Yes, we were created as creatures that need rest, but all true rest comes, ultimately, in God. And don’t get me wrong, that doesn’t mean just spending time in prayer meetings or spending an entire day reading the Bible. But you know that bit where Jesus tells his disciples, “peace I leave with you; my peace I give you. I do not give to you as the world gives. Do not let your heart be troubled, and do be afraid”? (it’s John 14:27, incidentally) Well, that’s a reminder that our peace doesn’t simply come from the world’s ways of finding rest – that true rest is found, in contrast, in learning to truly appreciate the rest time that you do have.

Stilling the voices that tell you that you’re valuable only if you’re productive, or that there are a million other things to be doing, or that you still have two more series of The Wire to watch.

‘Being still, and knowing that He is God’; learning the peace of Christ, what has already been done, and knowing what that says about you as a result.

Rob Bell, writing on Sabbath, the idea of a day of rest, talks about the moment when he realised that his life was “all about keeping the adrenaline buzz going… that I was only really happy when I was going all the time.” And his conclusion?

When I stopped to spend a day to remember that I am loved just because I exist, I found out how much of my efforts were about earning something I already have.

Sabbath is taking a day a week to remind myself that I did not make the world and that it will continue to exist without my efforts.

Sabbath is a day when my work is done, even if it isn’t…

Sabbath is a day when I am fully available to myself and those I love the most…

Sabbath is a day when at the end I say, “I didn’t do anything today,” and I don’t add, “and I feel so guilty”.

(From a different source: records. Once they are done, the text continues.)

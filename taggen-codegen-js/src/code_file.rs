//! Structured JavaScript module: imports, body sections, exports.

use taggen_codegen::{CodeBuilder, CodeFragment, Indent, Renderable};

use crate::{
    ast::{Export, Import},
    format::format,
};

/// A JavaScript module, rendered as imports, then body sections separated
/// by blank lines, then exports.
///
/// ```ignore
/// let file = CodeFile::new()
///     .import(Import::new("./coord.js").named("Coord"))
///     .add(RawCode::new("const origin = Coord(0, 0)"))
///     .export(Export::new().named("origin"))
///     .render();
/// ```
#[derive(Debug, Default)]
pub struct CodeFile {
    imports: Vec<Import>,
    body: Vec<Vec<CodeFragment>>,
    exports: Vec<Export>,
}

impl CodeFile {
    pub fn new() -> Self {
        Self::default()
    }

    pub fn import(mut self, import: Import) -> Self {
        self.imports.push(import);
        self
    }

    pub fn imports(mut self, imports: impl IntoIterator<Item = Import>) -> Self {
        self.imports.extend(imports);
        self
    }

    /// Add a body section.
    #[allow(clippy::should_implement_trait)]
    pub fn add<R: Renderable>(mut self, node: R) -> Self {
        self.body.push(node.to_fragments());
        self
    }

    /// Add one body section per node.
    pub fn add_all<R: Renderable>(mut self, nodes: impl IntoIterator<Item = R>) -> Self {
        self.body.extend(nodes.into_iter().map(|node| node.to_fragments()));
        self
    }

    pub fn export(mut self, export: Export) -> Self {
        self.exports.push(export);
        self
    }

    pub fn render(&self) -> String {
        self.render_with_indent(Indent::JAVASCRIPT)
    }

    /// Imports, each body section and exports, separated by blank lines.
    pub fn render_with_indent(&self, indent: Indent) -> String {
        let imports: Vec<_> = self.imports.iter().flat_map(Renderable::to_fragments).collect();
        let exports: Vec<_> = self.exports.iter().flat_map(Renderable::to_fragments).collect();

        let sections = std::iter::once(&imports)
            .chain(&self.body)
            .chain(std::iter::once(&exports))
            .filter(|section| !section.is_empty());
        layout(indent, sections)
    }

    /// The body sections alone, for deciding which imports are referenced.
    pub fn render_body(&self) -> String {
        layout(Indent::JAVASCRIPT, &self.body)
    }
}

/// Sections joined by single blank lines.
///
/// Generated fragments are normalized with [`format`]. Verbatim fragments
/// at the top level of a section are copied untouched.
fn layout<'a>(
    indent: Indent,
    sections: impl IntoIterator<Item = &'a Vec<CodeFragment>>,
) -> String {
    let mut out = String::new();
    for section in sections {
        let text = render_section(indent, section);
        if text.is_empty() {
            continue;
        }
        if !out.is_empty() {
            out.push('\n');
        }
        out.push_str(&text);
    }
    out
}

fn render_section(indent: Indent, section: &[CodeFragment]) -> String {
    let mut out = String::new();
    let mut generated = CodeBuilder::new(indent);
    for fragment in section {
        if let CodeFragment::Verbatim(text) = fragment {
            let pending = std::mem::replace(&mut generated, CodeBuilder::new(indent));
            out.push_str(&format(&pending.build()));
            out.push_str(text);
            if !text.ends_with('\n') {
                out.push('\n');
            }
        } else {
            generated.emit(fragment);
        }
    }
    out.push_str(&format(&generated.build()));
    out
}

/// Source text copied into the module exactly as written.
///
/// Used for functions attached in the definition file, whose template
/// literals may depend on trailing spaces and blank lines.
#[derive(Debug, Clone)]
pub struct RawCode(String);

impl RawCode {
    pub fn new(code: impl Into<String>) -> Self {
        Self(code.into())
    }
}

impl Renderable for RawCode {
    fn to_fragments(&self) -> Vec<CodeFragment> {
        if self.0.trim().is_empty() {
            return Vec::new();
        }
        vec![CodeFragment::verbatim(self.0.as_str())]
    }
}
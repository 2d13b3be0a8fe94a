//! Helpers for testing generators. Enabled by the `testing` feature.

use std::{fmt, fs, path::Path, process::Command};

use eyre::Result;

/// A script that exited unsuccessfully, or could not be started.
#[derive(Debug)]
pub struct NodeError {
    pub message: String,
    pub stderr: String,
    pub stdout: String,
}

impl fmt::Display for NodeError {
    fn fmt(&self, f: &mut fmt::Formatter<'_>) -> fmt::Result {
        write!(
            f,
            "{}\n\nstderr:\n{}\n\nstdout:\n{}",
            self.message, self.stderr, self.stdout
        )
    }
}

impl std::error::Error for NodeError {}

/// Runs a script under `node` inside a directory of generated modules.
///
/// The directory gets a `package.json` marking it as an ES module package,
/// so `import`/`export` load as written.
pub struct NodeChecker {
    script: String,
}

impl NodeChecker {
    /// `script` is relative to the directory passed to [`run`](Self::run).
    pub fn new(script: impl Into<String>) -> Self {
        Self {
            script: script.into(),
        }
    }

    /// Whether `node` can be started. Tests that need it skip themselves
    /// otherwise.
    pub fn is_available() -> bool {
        Command::new("node")
            .arg("--version")
            .output()
            .is_ok_and(|output| output.status.success())
    }

    /// Run the script and return what it printed.
    pub fn run(&self, dir: &Path) -> Result<String, NodeError> {
        let failed = |message: String| NodeError {
            message,
            stderr: String::new(),
            stdout: String::new(),
        };

        let package = dir.join("package.json");
        if !package.exists() {
            fs::write(&package, "{ \"type\": \"module\" }\n")
                .map_err(|e| failed(format!("failed to write {}: {}", package.display(), e)))?;
        }

        let output = Command::new("node")
            .arg(&self.script)
            .current_dir(dir)
            .output()
            .map_err(|e| failed(format!("failed to start node: {}", e)))?;

        let stdout = String::from_utf8_lossy(&output.stdout).into_owned();
        if !output.status.success() {
            return Err(NodeError {
                message: format!("node {} exited with {}", self.script, output.status),
                stderr: String::from_utf8_lossy(&output.stderr).into_owned(),
                stdout,
            });
        }
        Ok(stdout)
    }
}

/// Compare generated text line by line, panicking with every differing line.
pub fn assert_content_eq(expected: &str, actual: &str) {
    if expected == actual {
        return;
    }

    let expected: Vec<_> = expected.lines().collect();
    let actual: Vec<_> = actual.lines().collect();
    let diff: String = (0..expected.len().max(actual.len()))
        .filter_map(|i| {
            let want = expected.get(i).copied().unwrap_or("<missing>");
            let got = actual.get(i).copied().unwrap_or("<missing>");
            (want != got).then(|| {
                format!("Line {}:\n  expected: {}\n  actual:   {}\n", i + 1, want, got)
            })
        })
        .collect();

    if diff.is_empty() {
        panic!("Content mismatch in trailing newlines");
    }
    panic!("Content mismatch:\n{}", diff);
}

/// Fill a fresh temporary directory. It is removed when the returned
/// `TempDir` drops.
pub fn generate_to_temp<F>(generate: F) -> Result<tempfile::TempDir>
where
    F: FnOnce(&Path) -> Result<()>,
{
    let dir = tempfile::TempDir::new()?;
    generate(dir.path())?;
    Ok(dir)
}

#[cfg(test)]
mod tests {
    use super::*;

    #[test]
    fn test_assert_content_eq_passes_on_equal() {
        assert_content_eq("a\nb\n", "a\nb\n");
    }

    #[test]
    #[should_panic(expected = "Line 2")]
    fn test_assert_content_eq_reports_line() {
        assert_content_eq("a\nb\n", "a\nc\n");
    }

    #[test]
    #[should_panic(expected = "trailing newlines")]
    fn test_assert_content_eq_notices_trailing_newline() {
        assert_content_eq("a\n", "a\n\n");
    }

    #[test]
    fn test_node_runs_module_script() {
        if !NodeChecker::is_available() {
            eprintln!("node not found, skipping");
            return;
        }

        let dir = generate_to_temp(|dir| {
            fs::write(dir.join("answer.js"), "export const answer = 42\n")?;
            fs::write(
                dir.join("main.js"),
                "import { answer } from './answer.js'\nconsole.log(answer)\n",
            )?;
            Ok(())
        })
        .unwrap();

        let stdout = NodeChecker::new("main.js").run(dir.path()).unwrap();
        assert_eq!(stdout.trim(), "42");
    }

    #[test]
    fn test_node_failure_carries_stderr() {
        if !NodeChecker::is_available() {
            eprintln!("node not found, skipping");
            return;
        }

        let dir = generate_to_temp(|dir| {
            fs::write(dir.join("main.js"), "throw new TypeError('boom')\n")?;
            Ok(())
        })
        .unwrap();

        let err = NodeChecker::new("main.js").run(dir.path()).unwrap_err();
        assert!(err.stderr.contains("TypeError: boom"));
    }
}
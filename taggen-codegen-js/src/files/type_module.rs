//! The module generated for one definition file.

use std::path::{Path, PathBuf};

use taggen_codegen::{Indent, TypeAnalysis};
use taggen_core::{Config, GeneratedFile};
use taggen_schema::{ParseResult, TypeDefinition};

use crate::{
    ast::Export,
    code_file::CodeFile,
    emit::{emit, module_imports},
    runtime::helpers_for,
};

/// A generated type module: imports, runtime helpers, the type, its
/// attached functions and a single named export.
#[derive(Debug)]
pub struct TypeModule {
    file_name: String,
    banner: Option<String>,
    indent: Indent,
    file: CodeFile,
}

impl TypeModule {
    pub fn new(
        parsed: &ParseResult,
        definition: &TypeDefinition,
        analysis: &TypeAnalysis,
        config: &Config,
        file_name: impl Into<String>,
    ) -> Self {
        let body = CodeFile::new()
            .add_all(helpers_for(analysis))
            .add_all(emit(definition, analysis, &parsed.functions, &config.emit));
        let imports = module_imports(
            &parsed.imports,
            analysis,
            &config.imports,
            &body.render_body(),
        );
        let file = body
            .imports(imports)
            .export(Export::new().named(definition.name()));

        let banner = config.emit.header.then(|| {
            let source = parsed
                .path
                .file_name()
                .map(|name| name.to_string_lossy().into_owned())
                .unwrap_or_else(|| parsed.path.display().to_string());
            format!("// Auto-generated by taggen from {}. Do not edit.\n", source)
        });

        Self {
            file_name: file_name.into(),
            banner,
            indent: Indent::from_width(config.emit.indent),
            file,
        }
    }
}

impl GeneratedFile for TypeModule {
    fn path(&self, base: &Path) -> PathBuf {
        base.join(&self.file_name)
    }

    fn banner(&self) -> Option<&str> {
        self.banner.as_deref()
    }

    fn render(&self) -> String {
        self.file.render_with_indent(self.indent)
    }
}
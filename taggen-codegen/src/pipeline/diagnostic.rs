//! Problems found while compiling a definition.

use std::fmt;

use serde::Serialize;

#[derive(Debug, Clone, Copy, PartialEq, Eq, Hash, Serialize)]
#[serde(rename_all = "lowercase")]
pub enum Severity {
    /// Stops the pipeline once the phase that raised it finishes.
    Error,
    Warning,
    Info,
}

impl fmt::Display for Severity {
    fn fmt(&self, f: &mut fmt::Formatter<'_>) -> fmt::Result {
        f.write_str(match self {
            Severity::Error => "error",
            Severity::Warning => "warning",
            Severity::Info => "info",
        })
    }
}

#[derive(Debug, Clone, Serialize)]
pub struct Diagnostic {
    pub severity: Severity,
    /// Phase that raised it.
    pub phase: String,
    pub message: String,
    /// Path inside the definition, e.g. `Shape.variants.Square.topLeft`.
    pub location: Option<String>,
}

impl Diagnostic {
    pub fn new(severity: Severity, phase: impl Into<String>, message: impl Into<String>) -> Self {
        Self {
            severity,
            phase: phase.into(),
            message: message.into(),
            location: None,
        }
    }

    pub fn error(phase: impl Into<String>, message: impl Into<String>) -> Self {
        Self::new(Severity::Error, phase, message)
    }

    pub fn warning(phase: impl Into<String>, message: impl Into<String>) -> Self {
        Self::new(Severity::Warning, phase, message)
    }

    pub fn info(phase: impl Into<String>, message: impl Into<String>) -> Self {
        Self::new(Severity::Info, phase, message)
    }

    pub fn at(self, location: impl Into<String>) -> Self {
        Self {
            location: Some(location.into()),
            ..self
        }
    }
}

impl fmt::Display for Diagnostic {
    fn fmt(&self, f: &mut fmt::Formatter<'_>) -> fmt::Result {
        write!(f, "{}: {}", self.severity, self.message)?;
        match &self.location {
            Some(loc) => write!(f, " (at {})", loc),
            None => Ok(()),
        }
    }
}

#[cfg(test)]
mod tests {
    use super::*;

    #[test]
    fn test_display_includes_location() {
        let diag = Diagnostic::warning("validate", "type name 'coord' should be PascalCase")
            .at("coord");
        assert_eq!(
            diag.to_string(),
            "warning: type name 'coord' should be PascalCase (at coord)"
        );
    }

    #[test]
    fn test_serializes_lowercase_severity() {
        let diag = Diagnostic::error("analyze", "boom");
        let json = serde_json::to_value(&diag).unwrap();
        assert_eq!(json["severity"], "error");
        assert_eq!(json["location"], serde_json::Value::Null);
    }
}
use taggen_schema::{FunctionInfo, TypeDefinition};

use crate::pipeline::Diagnostic;

/// A check over a validated definition for things the schema accepts but
/// that are likely mistakes.
pub trait Lint: Send + Sync {
    /// Kebab-case identifier, e.g. `field-shadowing`.
    fn name(&self) -> &'static str;

    fn check(
        &self,
        definition: &TypeDefinition,
        functions: &[FunctionInfo],
        diagnostics: &mut Vec<Diagnostic>,
    );
}
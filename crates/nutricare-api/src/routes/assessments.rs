use axum::extract::{Path, State};
use axum::{Extension, Json};
use serde_json::{Value, json};
use tracing::warn;

use nutricare_core::history::{self, HistoryView};
use nutricare_core::models::{InitialDraft, StoredAssessment};
use nutricare_core::normalize;
use nutricare_core::objective::{self, NutritionalObjective};
use nutricare_core::sort_date;
use nutricare_storage::documents;

use crate::error::ApiError;
use crate::middleware::auth::AuthUser;
use crate::state::AppState;

pub async fn create_assessment(
    State(state): State<AppState>,
    Extension(user): Extension<AuthUser>,
    Json(draft): Json<InitialDraft>,
) -> Result<Json<Value>, ApiError> {
    let prepared = normalize::prepare_initial(&draft, &user.save_context())?;
    for warning in &prepared.warnings {
        warn!(warning = %warning, "assessment saved with advisory finding");
    }

    let prefix = state.assessments_prefix(&user.sub);
    let id =
        documents::create_document(&state.s3, &state.config.bucket, &prefix, prepared.doc).await?;

    Ok(Json(json!({ "id": id, "warnings": prepared.warnings })))
}

pub async fn list_assessments(
    State(state): State<AppState>,
    Extension(user): Extension<AuthUser>,
) -> Result<Json<Vec<StoredAssessment>>, ApiError> {
    let prefix = state.assessments_prefix(&user.sub);
    let records = documents::list_documents(&state.s3, &state.config.bucket, &prefix).await?;
    Ok(Json(records))
}

/// Full history view: all records sorted by resolved save date, grouped by
/// patient. Rebuilt from scratch on every call.
pub async fn history(
    State(state): State<AppState>,
    Extension(user): Extension<AuthUser>,
) -> Result<Json<HistoryView>, ApiError> {
    let prefix = state.assessments_prefix(&user.sub);
    let records = documents::list_documents(&state.s3, &state.config.bucket, &prefix).await?;
    Ok(Json(history::build_history(records)))
}

pub async fn get_assessment(
    State(state): State<AppState>,
    Extension(user): Extension<AuthUser>,
    Path(id): Path<String>,
) -> Result<Json<StoredAssessment>, ApiError> {
    let prefix = state.assessments_prefix(&user.sub);
    let record = documents::get_document(&state.s3, &state.config.bucket, &prefix, &id).await?;
    Ok(Json(record))
}

/// The record's resolved nutritional objective, or null when nothing in the
/// document yields one.
pub async fn get_objective(
    State(state): State<AppState>,
    Extension(user): Extension<AuthUser>,
    Path(id): Path<String>,
) -> Result<Json<Option<NutritionalObjective>>, ApiError> {
    let prefix = state.assessments_prefix(&user.sub);
    let record = documents::get_document(&state.s3, &state.config.bucket, &prefix, &id).await?;
    Ok(Json(objective::resolve(&record)))
}

/// One patient's timeline: every assessment sharing a document number,
/// newest first.
pub async fn patient_assessments(
    State(state): State<AppState>,
    Extension(user): Extension<AuthUser>,
    Path(document_number): Path<String>,
) -> Result<Json<Vec<StoredAssessment>>, ApiError> {
    let prefix = state.assessments_prefix(&user.sub);
    let mut records = documents::query_documents(
        &state.s3,
        &state.config.bucket,
        &prefix,
        "generalInfo.documentNumber",
        &Value::String(document_number),
    )
    .await?;
    records.sort_by(|a, b| {
        sort_date::sort_timestamp(&b.doc).cmp(&sort_date::sort_timestamp(&a.doc))
    });
    Ok(Json(records))
}

pub async fn delete_assessment(
    State(state): State<AppState>,
    Extension(user): Extension<AuthUser>,
    Path(id): Path<String>,
) -> Result<Json<()>, ApiError> {
    let prefix = state.assessments_prefix(&user.sub);
    documents::delete_document(&state.s3, &state.config.bucket, &prefix, &id).await?;
    Ok(Json(()))
}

I would go further still than that, though. So, this morning in our 12-14s group we were talking about the presence of God; Deuteronomy 31 and Joshua 1 remind us that “God will never leave us nor forsake us”, while John 14: 16-18 talk about the Holy Spirit who has already been given, and 1 Corinthians 6:19-20 asks bluntly, brilliantly, “do you not know that body is a temple of the Holy Spirit, who is in you, whom you received from Christ?” All of those are verses that tell us that God’s presence is always with us, and yet for most of us our awareness of that presence is a rare and fleeting thing…

But what if we’re just not stopping enough to hear it?

Maybe Sabbath is a state of mind.

You know what it’s like to sit in a worship service, absent-mindedly singing of God’s greatness, whilst all the time thinking about what you’re going to have for lunch or the essay you have to write when you get home. You know what it’s like to ‘give God the time to speak’ in the morning without giving God any headspace at all. I know you do, because we all do.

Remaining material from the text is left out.